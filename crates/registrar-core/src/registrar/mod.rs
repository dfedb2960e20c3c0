//! The registrar engine
//!
//! [`Registrar`] ties the pieces together: configuration, the storage
//! backend, the outbound flow registry and the GRUU codec. REGISTER
//! processing lives in [`engine`], the proxy-facing queries in [`lookup`].

pub mod engine;
pub mod lookup;

use std::future::Future;
use std::sync::Arc;
use std::time::{Duration, SystemTime, UNIX_EPOCH};

use tracing::warn;

use ferrosip_sip_core::{Aor, SipError, SipResult};

use crate::config::RegistrarConfig;
use crate::flow::{FlowRegistry, NoFlows};
use crate::gruu::GruuCodec;
use crate::store::{DelOutcome, MemoryStore, RegStore, StoreError};
use crate::types::RegContact;

/// One registrar application
pub struct Registrar {
    pub(crate) config: RegistrarConfig,
    pub(crate) store: Arc<dyn RegStore>,
    pub(crate) flows: Arc<dyn FlowRegistry>,
    pub(crate) gruu: GruuCodec,
}

impl Registrar {
    /// Build a registrar with the in-memory store and no flow registry.
    ///
    /// `global_id` is the process-wide identity installed at startup; its
    /// first 16 bytes key the GRUU envelope.
    pub fn new(config: RegistrarConfig, global_id: &[u8]) -> SipResult<Self> {
        Ok(Registrar {
            config,
            store: Arc::new(MemoryStore::new()),
            flows: Arc::new(NoFlows),
            gruu: GruuCodec::new(global_id)?,
        })
    }

    /// Swap in a storage backend.
    pub fn with_store(mut self, store: Arc<dyn RegStore>) -> Self {
        self.store = store;
        self
    }

    /// Swap in a flow registry.
    pub fn with_flows(mut self, flows: Arc<dyn FlowRegistry>) -> Self {
        self.flows = flows;
        self
    }

    pub fn config(&self) -> &RegistrarConfig {
        &self.config
    }

    /// Remove an AOR and all its bindings.
    pub async fn delete(&self, aor: &Aor) -> SipResult<DelOutcome> {
        self.store_del(aor).await
    }

    /// Remove every AOR of this application.
    pub async fn clear(&self) -> SipResult<()> {
        let fut = self.store.del_all(&self.config.app_id);
        self.with_deadline("del_all", fut).await
    }

    pub(crate) async fn store_get(&self, aor: &Aor) -> SipResult<Vec<RegContact>> {
        let fut = self.store.get(&self.config.app_id, aor);
        self.with_deadline("get", fut).await
    }

    pub(crate) async fn store_put(
        &self,
        aor: &Aor,
        contacts: Vec<RegContact>,
        ttl: Duration,
    ) -> SipResult<()> {
        let fut = self.store.put(&self.config.app_id, aor, contacts, ttl);
        self.with_deadline("put", fut).await
    }

    pub(crate) async fn store_del(&self, aor: &Aor) -> SipResult<DelOutcome> {
        let fut = self.store.del(&self.config.app_id, aor);
        self.with_deadline("del", fut).await
    }

    /// Run a store call under the configured deadline; timeouts and backend
    /// failures both surface as the callback internal error.
    async fn with_deadline<T>(
        &self,
        op: &str,
        fut: impl Future<Output = Result<T, StoreError>>,
    ) -> SipResult<T> {
        match tokio::time::timeout(self.config.store_timeout, fut).await {
            Ok(Ok(value)) => Ok(value),
            Ok(Err(err)) => {
                warn!(op, %err, "registrar store callback failed");
                Err(callback_error(op))
            }
            Err(_) => {
                warn!(op, "registrar store callback timed out");
                Err(callback_error(op))
            }
        }
    }
}

pub(crate) fn callback_error(op: &str) -> SipError {
    SipError::Internal(format!("Error calling registrar '{op}' callback"))
}

pub(crate) fn now_secs() -> u64 {
    SystemTime::now()
        .duration_since(UNIX_EPOCH)
        .map(|d| d.as_secs())
        .unwrap_or(0)
}

/// Microsecond logical timestamp used as the `updated` tiebreaker.
pub(crate) fn now_micros() -> u64 {
    SystemTime::now()
        .duration_since(UNIX_EPOCH)
        .map(|d| d.as_micros() as u64)
        .unwrap_or(0)
}
//! Error taxonomy shared by the dialog and registrar engines
//!
//! Every rejection either engine produces is one of the [`SipError`] kinds
//! below, each with a fixed mapping to a SIP status line. The transaction
//! layer turns them into replies via [`SipError::to_response`].
//!
//! The dialog-ending status codes of RFC 5057 §5.2 live here as well: they
//! terminate the whole dialog no matter which method carried them.

use thiserror::Error;

use crate::types::message::{Request, Response};

/// A type alias for handling `Result`s with [`SipError`]
pub type SipResult<T> = std::result::Result<T, SipError>;

/// Status codes that destroy the dialog they arrive on (RFC 5057 §5.2).
pub const DIALOG_ENDING_CODES: [u16; 9] = [404, 410, 416, 482, 483, 484, 485, 502, 604];

/// Rejections surfaced as SIP replies or control-flow faults
#[derive(Error, Debug, Clone, PartialEq)]
pub enum SipError {
    /// Request has no matching dialog or ACK target (481)
    #[error("no matching dialog or transaction")]
    NoTransaction,

    /// Offer/answer glare: an SDP exchange is already pending (491)
    #[error("request pending: offer/answer exchange in progress")]
    RequestPending,

    /// Transient busy; the peer should retry after the given delay (500)
    #[error("retry after {after}s: {reason}")]
    Retry {
        /// Seconds the peer should wait before retrying
        after: u32,
        /// Reason phrase carried on the 500 reply
        reason: String,
    },

    /// CSeq regression, store failure or other internal fault (500)
    #[error("internal error: {0}")]
    Internal(String),

    /// Malformed REGISTER: multiple reg-ids, bad path, replayed CSeq (400)
    #[error("invalid request: {0}")]
    InvalidRequest(String),

    /// Registration expiry below the configured minimum (423)
    #[error("registration interval too brief, minimum {0}s")]
    IntervalTooBrief(u32),

    /// REGISTER To-URI is neither sip nor sips (416)
    #[error("unsupported URI scheme")]
    UnsupportedUriScheme,

    /// reg-id present but the first hop did not negotiate outbound (439)
    #[error("first hop lacks outbound support")]
    FirstHopLacksOutbound,

    /// Self-looping Contact or invalid GRUU (403)
    #[error("forbidden: {0}")]
    Forbidden(String),
}

impl SipError {
    /// The SIP status code this error is reported with.
    pub fn status_code(&self) -> u16 {
        match self {
            SipError::NoTransaction => 481,
            SipError::RequestPending => 491,
            SipError::Retry { .. } => 500,
            SipError::Internal(_) => 500,
            SipError::InvalidRequest(_) => 400,
            SipError::IntervalTooBrief(_) => 423,
            SipError::UnsupportedUriScheme => 416,
            SipError::FirstHopLacksOutbound => 439,
            SipError::Forbidden(_) => 403,
        }
    }

    /// Reason phrase for the reply status line.
    ///
    /// `Retry` carries its own phrase (e.g. "Processing Previous INVITE");
    /// everything else uses the conventional RFC 3261/5626 wording.
    pub fn reason_phrase(&self) -> String {
        match self {
            SipError::NoTransaction => "Call/Transaction Does Not Exist".into(),
            SipError::RequestPending => "Request Pending".into(),
            SipError::Retry { reason, .. } => reason.clone(),
            SipError::Internal(_) => "Internal Server Error".into(),
            SipError::InvalidRequest(msg) => msg.clone(),
            SipError::IntervalTooBrief(_) => "Interval Too Brief".into(),
            SipError::UnsupportedUriScheme => "Unsupported URI Scheme".into(),
            SipError::FirstHopLacksOutbound => "First Hop Lacks Outbound Support".into(),
            SipError::Forbidden(msg) => msg.clone(),
        }
    }

    /// Build the wire reply for this error in answer to `req`.
    ///
    /// `Retry` sets `Retry-After`, `IntervalTooBrief` sets `Min-Expires`;
    /// the body is always empty.
    pub fn to_response(&self, req: &Request) -> Response {
        let mut resp = Response::new(self.status_code(), req);
        resp.reason = Some(self.reason_phrase());
        match self {
            SipError::Retry { after, .. } => resp.retry_after = Some(*after),
            SipError::IntervalTooBrief(min) => resp.min_expires = Some(*min),
            _ => {}
        }
        resp
    }
}

/// Whether `code` terminates the dialog it arrives on (RFC 5057 §5.2).
pub fn is_dialog_ending(code: u16) -> bool {
    DIALOG_ENDING_CODES.contains(&code)
}

#[cfg(test)]
mod tests {
    use super::*;

    #[test]
    fn test_status_code_mapping() {
        assert_eq!(SipError::NoTransaction.status_code(), 481);
        assert_eq!(SipError::RequestPending.status_code(), 491);
        assert_eq!(
            SipError::Retry { after: 7, reason: "Processing Previous INVITE".into() }
                .status_code(),
            500
        );
        assert_eq!(SipError::IntervalTooBrief(120).status_code(), 423);
        assert_eq!(SipError::FirstHopLacksOutbound.status_code(), 439);
        assert_eq!(SipError::UnsupportedUriScheme.status_code(), 416);
    }

    #[test]
    fn test_dialog_ending_codes() {
        for code in DIALOG_ENDING_CODES {
            assert!(is_dialog_ending(code));
        }
        assert!(!is_dialog_ending(481));
        assert!(!is_dialog_ending(500));
        assert!(!is_dialog_ending(200));
    }
}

::::

- _Work required_: Output the data exactly, from the first line through the line that holds "GRUU codec. REGISTER", so that no later line appears.

- _Result of the exercise_:
filename crates/registrar-core/src/registrar/mod.rs
repository dfedb2960e20c3c0
//! The registrar engine
//!
//! [`Registrar`] ties the pieces together: configuration, the storage
//! backend, the outbound flow registry and the GRUU codec. REGISTER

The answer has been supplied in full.